La tête dans les nuages et le soleil dans les yeux. Ses paupières qui s'ouvrent et qui se ferment. Frénétiquement. Ils sont beaux ses yeux au soleil, pourtant. Couleur ambre ou cognac. Il est beau au soleil. Quand les rayons mordent sa peau caramel. Ils y laissent leur trace. Elle aime le regarder. Allongés dans l'herbe qui pique. Ses paupières s'entrouvrent . Deux billes inondées de lumière, une fenêtre sur lui, sa porte de sortie, couleur ambre ou cognac.
Sa tête dans les nuages, la sienne sur son torse. Et ses mèches ébènes qui jouent avec les peluches de laine blanche de son pull. Elle le regarde. Comme toujours. Il ne le sait pas. Elle aime, terriblement. Ses lèvres à demi ouvertes, la force tranquille des traits de son visage tout ensommeillé.

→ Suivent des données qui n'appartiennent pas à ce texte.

use std::time::Duration;

use crx_bundler::reload::{
    BuildId, Coordinator, CoordinatorInput, CoordinatorState, Effect, ExecutionContext,
    ReloadMessage, UpdatePayload,
};
use pretty_assertions::assert_eq;

// ---------------------------------------------------------------------------
// Helpers
// ---------------------------------------------------------------------------

const PEER_TIMEOUT: Duration = Duration::from_millis(250);

fn worker() -> Coordinator {
    Coordinator::new(ExecutionContext::ServiceWorker, PEER_TIMEOUT)
}

fn content(tab_id: i64) -> Coordinator {
    Coordinator::new(
        ExecutionContext::ContentScript {
            tab_id,
            frame_id: 0,
        },
        PEER_TIMEOUT,
    )
}

fn msg(message: ReloadMessage) -> CoordinatorInput {
    CoordinatorInput::Message(message)
}

fn do_update(build_id: BuildId, requires_worker_resync: bool) -> CoordinatorInput {
    msg(ReloadMessage::do_update(
        build_id,
        UpdatePayload {
            changed: vec!["assets/content.js".into()],
            requires_worker_resync,
        },
    ))
}

/// The messages a server broadcasts when it opens cycle `build_id`.
fn cycle_start(build_id: BuildId, resync: bool) -> Vec<CoordinatorInput> {
    vec![
        msg(ReloadMessage::build_started(build_id)),
        do_update(build_id, resync),
    ]
}

/// The messages a server broadcasts once the worker acknowledged.
fn cycle_end(build_id: BuildId) -> Vec<CoordinatorInput> {
    vec![
        msg(ReloadMessage::done_update(build_id)),
        msg(ReloadMessage::build_complete(build_id)),
    ]
}

fn feed(c: &mut Coordinator, inputs: Vec<CoordinatorInput>) -> Vec<Effect> {
    inputs.into_iter().flat_map(|i| c.handle(i)).collect()
}

fn reinjections(effects: &[Effect]) -> usize {
    effects
        .iter()
        .filter(|e| matches!(e, Effect::Reinject { .. }))
        .count()
}

// ============================================================================
// Full Cycles
// ============================================================================

#[test]
fn worker_then_content_script_in_order() {
    let mut sw = worker();
    let mut cs = content(1);

    assert_eq!(
        feed(&mut sw, cycle_start(1, true)),
        vec![Effect::ReloadSelf { build_id: 1 }]
    );
    assert_eq!(
        feed(&mut cs, cycle_start(1, true)),
        vec![Effect::StartPeerTimer {
            build_id: 1,
            after: PEER_TIMEOUT
        }]
    );
    assert_eq!(cs.state(), &CoordinatorState::AwaitingPeer { build_id: 1 });

    // The fresh worker acknowledges.
    assert_eq!(
        sw.handle(CoordinatorInput::ReloadSucceeded),
        vec![Effect::Send(ReloadMessage::done_update(1))]
    );

    // The server relays; only now may the content script reload.
    assert!(feed(&mut sw, cycle_end(1)).is_empty());
    assert_eq!(
        feed(&mut cs, cycle_end(1)),
        vec![Effect::CancelPeerTimer, Effect::Reinject { build_id: 1 }]
    );
    assert!(cs.handle(CoordinatorInput::ReloadSucceeded).is_empty());

    assert_eq!(sw.state(), &CoordinatorState::Idle);
    assert_eq!(cs.state(), &CoordinatorState::Idle);
}

#[test]
fn build_complete_alone_does_not_release_a_waiting_script() {
    let mut cs = content(1);
    feed(&mut cs, cycle_start(1, true));

    assert!(cs
        .handle(msg(ReloadMessage::build_complete(1)))
        .is_empty());
    assert_eq!(cs.state(), &CoordinatorState::AwaitingPeer { build_id: 1 });
}

#[test]
fn done_update_and_build_complete_in_any_order() {
    for end in [
        cycle_end(1),
        cycle_end(1).into_iter().rev().collect::<Vec<_>>(),
    ] {
        let mut cs = content(1);
        feed(&mut cs, cycle_start(1, true));
        let effects = feed(&mut cs, end);
        assert_eq!(reinjections(&effects), 1);
        assert_eq!(cs.state(), &CoordinatorState::Reloading { build_id: 1 });
    }
}

#[test]
fn scripts_without_resync_reload_at_once() {
    let mut cs = content(1);
    assert_eq!(
        feed(&mut cs, cycle_start(3, false)),
        vec![Effect::Reinject { build_id: 3 }]
    );
    // A relayed ack for the same build does nothing more.
    assert_eq!(reinjections(&feed(&mut cs, cycle_end(3))), 0);
}

#[test]
fn repeated_do_update_is_absorbed() {
    let mut sw = worker();
    feed(&mut sw, cycle_start(1, true));
    assert!(sw.handle(do_update(1, true)).is_empty());

    let mut cs = content(1);
    feed(&mut cs, cycle_start(1, true));
    assert!(cs.handle(do_update(1, true)).is_empty());
    assert_eq!(cs.state(), &CoordinatorState::AwaitingPeer { build_id: 1 });
}

#[test]
fn each_context_sequences_independently() {
    let mut first = content(1);
    let mut second = content(2);
    feed(&mut first, cycle_start(1, true));
    feed(&mut second, cycle_start(1, true));

    // Only the first connection saw the relay before the second timed out.
    assert_eq!(reinjections(&feed(&mut first, cycle_end(1))), 1);
    let effects = second.handle(CoordinatorInput::PeerTimeout(1));
    assert!(matches!(effects.as_slice(), [Effect::Report { build_id: 1, .. }]));

    assert_eq!(first.state(), &CoordinatorState::Reloading { build_id: 1 });
    assert_eq!(second.state().name(), "failed");
}

// ============================================================================
// Stale and Superseded Builds
// ============================================================================

#[test]
fn messages_older_than_the_latest_build_are_discarded() {
    let mut cs = content(1);
    feed(&mut cs, cycle_start(5, true));

    assert!(cs.handle(do_update(4, false)).is_empty());
    assert!(cs
        .handle(msg(ReloadMessage::done_update(4)))
        .is_empty());
    assert!(cs
        .handle(msg(ReloadMessage::error(4, "old failure")))
        .is_empty());
    assert_eq!(cs.state(), &CoordinatorState::AwaitingPeer { build_id: 5 });
    assert_eq!(cs.latest_build(), Some(5));
}

#[test]
fn newer_cycle_supersedes_a_pending_wait() {
    let mut cs = content(1);
    feed(&mut cs, cycle_start(1, true));

    assert_eq!(
        cs.handle(msg(ReloadMessage::build_started(2))),
        vec![Effect::CancelPeerTimer]
    );
    assert_eq!(cs.state(), &CoordinatorState::Idle);
    assert_eq!(
        cs.handle(do_update(2, true)),
        vec![Effect::StartPeerTimer {
            build_id: 2,
            after: PEER_TIMEOUT
        }]
    );

    // Late traffic for the superseded build changes nothing.
    assert!(cs.handle(CoordinatorInput::PeerTimeout(1)).is_empty());
    assert!(cs
        .handle(msg(ReloadMessage::done_update(1)))
        .is_empty());
    assert_eq!(cs.state(), &CoordinatorState::AwaitingPeer { build_id: 2 });

    assert_eq!(reinjections(&feed(&mut cs, cycle_end(2))), 1);
}

#[test]
fn do_update_without_build_started_still_supersedes() {
    let mut cs = content(1);
    feed(&mut cs, cycle_start(1, true));
    assert_eq!(
        cs.handle(do_update(2, false)),
        vec![Effect::CancelPeerTimer, Effect::Reinject { build_id: 2 }]
    );
}

#[test]
fn ack_for_another_build_does_not_release() {
    let mut cs = content(1);
    feed(&mut cs, cycle_start(2, true));
    // A newer ack without its own do-update: recorded, not acted on.
    assert!(cs
        .handle(msg(ReloadMessage::done_update(3)))
        .is_empty());
    assert_eq!(cs.state(), &CoordinatorState::AwaitingPeer { build_id: 2 });
}

// ============================================================================
// Failure
// ============================================================================

#[test]
fn peer_timeout_fails_the_waiting_script() {
    let mut cs = content(1);
    feed(&mut cs, cycle_start(1, true));

    let effects = cs.handle(CoordinatorInput::PeerTimeout(1));
    match effects.as_slice() {
        [Effect::Report { build_id, reason }] => {
            assert_eq!(*build_id, 1);
            assert_eq!(reason, "service worker did not resync within 250 ms");
        }
        other => panic!("expected one report, got {:?}", other),
    }
}

#[test]
fn server_error_fails_the_waiting_script() {
    let mut cs = content(1);
    feed(&mut cs, cycle_start(1, true));

    assert_eq!(
        cs.handle(msg(ReloadMessage::error(1, "ack timed out"))),
        vec![
            Effect::CancelPeerTimer,
            Effect::Report {
                build_id: 1,
                reason: "ack timed out".into()
            }
        ]
    );
    assert_eq!(
        cs.state(),
        &CoordinatorState::Failed {
            build_id: 1,
            reason: "ack timed out".into()
        }
    );
}

#[test]
fn server_error_while_idle_is_only_logged() {
    let mut cs = content(1);
    assert!(cs
        .handle(msg(ReloadMessage::error(1, "ack timed out")))
        .is_empty());
    assert_eq!(cs.state(), &CoordinatorState::Idle);
}

#[test]
fn failed_is_terminal_until_reset() {
    let mut cs = content(1);
    feed(&mut cs, cycle_start(1, true));
    cs.handle(CoordinatorInput::PeerTimeout(1));

    assert!(feed(&mut cs, cycle_end(1)).is_empty());
    assert!(feed(&mut cs, cycle_start(2, false)).is_empty());
    assert_eq!(cs.state().name(), "failed");

    cs.reset();
    assert_eq!(cs.state(), &CoordinatorState::Idle);
    assert_eq!(
        feed(&mut cs, cycle_start(3, false)),
        vec![Effect::Reinject { build_id: 3 }]
    );
}

#[test]
fn worker_reload_failure_sends_no_ack() {
    let mut sw = worker();
    feed(&mut sw, cycle_start(1, false));
    let effects = sw.handle(CoordinatorInput::ReloadFailed("runtime.reload threw".into()));
    assert_eq!(
        effects,
        vec![Effect::Report {
            build_id: 1,
            reason: "runtime.reload threw".into()
        }]
    );
    assert!(sw.handle(CoordinatorInput::ReloadSucceeded).is_empty());
}

// ============================================================================
// Updates During a Reload
// ============================================================================

#[test]
fn update_during_reload_is_applied_after_it() {
    let mut cs = content(1);
    assert_eq!(
        cs.handle(do_update(1, false)),
        vec![Effect::Reinject { build_id: 1 }]
    );

    // Build 2 lands while build 1 is still being reinjected.
    assert!(feed(&mut cs, cycle_start(2, false)).is_empty());
    assert_eq!(cs.state(), &CoordinatorState::Reloading { build_id: 1 });

    assert_eq!(
        cs.handle(CoordinatorInput::ReloadSucceeded),
        vec![Effect::Reinject { build_id: 2 }]
    );
    assert_eq!(cs.state(), &CoordinatorState::Reloading { build_id: 2 });
    assert!(cs.handle(CoordinatorInput::ReloadSucceeded).is_empty());
    assert_eq!(cs.state(), &CoordinatorState::Idle);
}

#[test]
fn worker_acks_then_reloads_again_for_a_queued_build() {
    let mut sw = worker();
    feed(&mut sw, cycle_start(1, true));
    assert!(feed(&mut sw, cycle_start(2, true)).is_empty());

    assert_eq!(
        sw.handle(CoordinatorInput::ReloadSucceeded),
        vec![
            Effect::Send(ReloadMessage::done_update(1)),
            Effect::ReloadSelf { build_id: 2 }
        ]
    );
    assert_eq!(
        sw.handle(CoordinatorInput::ReloadSucceeded),
        vec![Effect::Send(ReloadMessage::done_update(2))]
    );
}

#[test]
fn queued_update_waits_for_the_worker_when_it_needs_resync() {
    let mut cs = content(1);
    cs.handle(do_update(1, false));
    feed(&mut cs, cycle_start(2, true));

    assert_eq!(
        cs.handle(CoordinatorInput::ReloadSucceeded),
        vec![Effect::StartPeerTimer {
            build_id: 2,
            after: PEER_TIMEOUT
        }]
    );
    assert_eq!(reinjections(&feed(&mut cs, cycle_end(2))), 1);
}

#[test]
fn failed_reload_drops_the_queued_update() {
    let mut cs = content(1);
    cs.handle(do_update(1, false));
    feed(&mut cs, cycle_start(2, false));

    let effects = cs.handle(CoordinatorInput::ReloadFailed("tab closed".into()));
    assert!(matches!(effects.as_slice(), [Effect::Report { build_id: 1, .. }]));
    cs.reset();
    assert!(cs.handle(CoordinatorInput::ReloadSucceeded).is_empty());
    assert_eq!(cs.state(), &CoordinatorState::Idle);
}

#[test]
fn worker_ack_overtaking_its_update_still_releases() {
    let mut cs = content(1);
    assert!(cs
        .handle(msg(ReloadMessage::done_update(4)))
        .is_empty());
    assert_eq!(
        cs.handle(do_update(4, true)),
        vec![Effect::Reinject { build_id: 4 }]
    );
}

Son regard se pose sur la balançoire du jardin. Elle est née avec la maison celle là. Plantée au milieu de la pelouse. Ballotée par le vent. Et le bruit qu'elle fait. Ce bruit , il lui rappelle l'éternité. La brise qui taquine les chaines rouillées par le temps, comme un milliard de rires d'enfants. Comme elle, comme lui , assis sur cette balançoire 5 ans plus tôt. Ils passaient des heures, des après midi d'été entières, pieds nus, sa robe à fleurs qui dansait.
Elle aurait voulu voir naître l'ambiguité. Cette ambiguité, arrivée tout doucement. Comme un chuchotement, un frisson glacé. L'addition démoniaque de leur enfance respective passée ensemble et de leur adolescence qui arrivait à grands pas, tirant derrière elle l'ombre pesante de l'envie.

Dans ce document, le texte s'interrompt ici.